VIAGGIO DENTRO L’UNIVERSO DELL’ATTESA ULTIMA
Cinquant’anni per una donna, sessanta per un uomo che non abbiano avuto figli, questa l’età perché il loro ruolo si riduca a quello di pezzi di ricambio. In sintesi ecco quanto nel romanzo di Ninni Holmqvist è un’angosciosa invenzione narrativa, l’ipotesi cioè di un luogo confortevole e ben organizzato, l’Unità, che accoglie le persone la cui sorte è essere donatori d’organi, fino all’estremo sacrificio, o cavie per sperimentazioni di farmaci e terapie di esito ancora molto incerto. L’unità è appunto il titolo del romanzo, che racconta di questo ghetto carezzevole e mortale, che l’autrice immagina nell’organizzazione di una società futura programmata a salvaguardia degli esseri utili, mentre gli inutili, i dispensabili appunto, affrontano l’anticamera della fine in un artificioso eden. Il personaggio guida, la cinquantenne Dorrit, è una scrittrice, e la sua ultima missione sembra essere proprio quella di documentare questo mondo a lato, raccontare in prima persona il viaggio dentro l’universo dell’attesa ultima, le relazioni che si intrecciano, le speranze in un luogo che le dovrebbe precludere tutte, e l’istinto di conservazione a dispetto dell’evidenza. Ci sono tutti gli elementi per coinvolgere il lettore nella tensione che giorno dopo giorno avvolge la protagonista, insieme alla memoria del tempo in cui è stata una persona libera; e non a caso la nostalgia più struggente è per il cane che le è stato compagno nel tempo della normalità. C’è un acme narrativo che comporta un risvolto imprevedibile anche per un luogo così strutturato come l’Unità, e accentua quindi la partecipazione del lettore alla vicenda di Dorrit, secondo i canoni della tradizione romanzesca, indispensabile come l’aria in storie dal carattere distopico.
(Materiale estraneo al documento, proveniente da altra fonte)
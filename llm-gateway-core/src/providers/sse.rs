//! Minimal SSE line framing shared by the streaming decoders. Adapters feed
//! raw body bytes in and pull complete lines out; interpreting the `data:`
//! payloads stays provider-specific.

/// Accumulates body bytes and yields complete lines.
#[derive(Default)]
pub struct SseLineBuffer {
    buffer: String,
}

impl SseLineBuffer {
    pub fn new() -> Self {
        Self::default()
    }

    pub fn push(&mut self, chunk: &[u8]) {
        self.buffer.push_str(&String::from_utf8_lossy(chunk));
    }

    /// Pop the next complete line, without its terminator.
    pub fn next_line(&mut self) -> Option<String> {
        let end = self.buffer.find('\n')?;
        let line = self.buffer[..end].trim_end_matches('\r').to_string();
        self.buffer.drain(..=end);
        Some(line)
    }
}

/// Strip an SSE `data:` prefix. Accepts both `data: {...}` and the
/// space-less `data:{...}` variant some providers emit.
pub fn data_payload(line: &str) -> Option<&str> {
    line.strip_prefix("data:").map(|rest| rest.trim_start())
}

#[cfg(test)]
mod tests {
    use super::*;

    #[test]
    fn splits_lines_across_chunks() {
        let mut buffer = SseLineBuffer::new();
        buffer.push(b"data: {\"a\"");
        assert_eq!(buffer.next_line(), None);
        buffer.push(b": 1}\n\ndata: [DONE]\n");
        assert_eq!(buffer.next_line(), Some("data: {\"a\": 1}".to_string()));
        assert_eq!(buffer.next_line(), Some(String::new()));
        assert_eq!(buffer.next_line(), Some("data: [DONE]".to_string()));
        assert_eq!(buffer.next_line(), None);
    }

    #[test]
    fn data_prefix_with_and_without_space() {
        assert_eq!(data_payload("data: {\"x\":1}"), Some("{\"x\":1}"));
        assert_eq!(data_payload("data:{\"x\":1}"), Some("{\"x\":1}"));
        assert_eq!(data_payload("event: message"), None);
    }

    #[test]
    fn strips_carriage_returns() {
        let mut buffer = SseLineBuffer::new();
        buffer.push(b"data: [DONE]\r\n");
        assert_eq!(buffer.next_line(), Some("data: [DONE]".to_string()));
    }
}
Proprio su questa dimensione del narrare, sul pessimismo con cui guardare a una società futura vale la pensa soffermarsi anche a proposito del romanzo d’esordio di Ninni Holmqvist: l’ha in certo senso preceduta Il racconto dell’ancella di Margaret Atwood, e prima ancora ci sono stati 1984 di Orwell, e forse il più incisivo e angoscioso romanzo di Phil K. Dick Le tre stigmate di Palmer Eldritch. L’idea di una futura società perfetta così prospettata è nel segno di un preoccupante dominio dell’uomo sull’uomo, rivestito delle migliori e quindi più insidiose intenzioni. In un mondo efficiente, qui ipoteticamente quello svedese, ma la collocazione direi che è irrilevante, una società totalitaria nel suo delirio di onnipotenza immagina di garantire un futuro a chi possa contribuire a tale futuro, negandolo agli inutili. È interessante riflettere sul fatto che la protagonista sia una scrittrice: è solo una considerazione a lato dello sviluppo della trama, ma vien da pensare che creare figure immaginarie non contribuisca al futuro dell’umanità.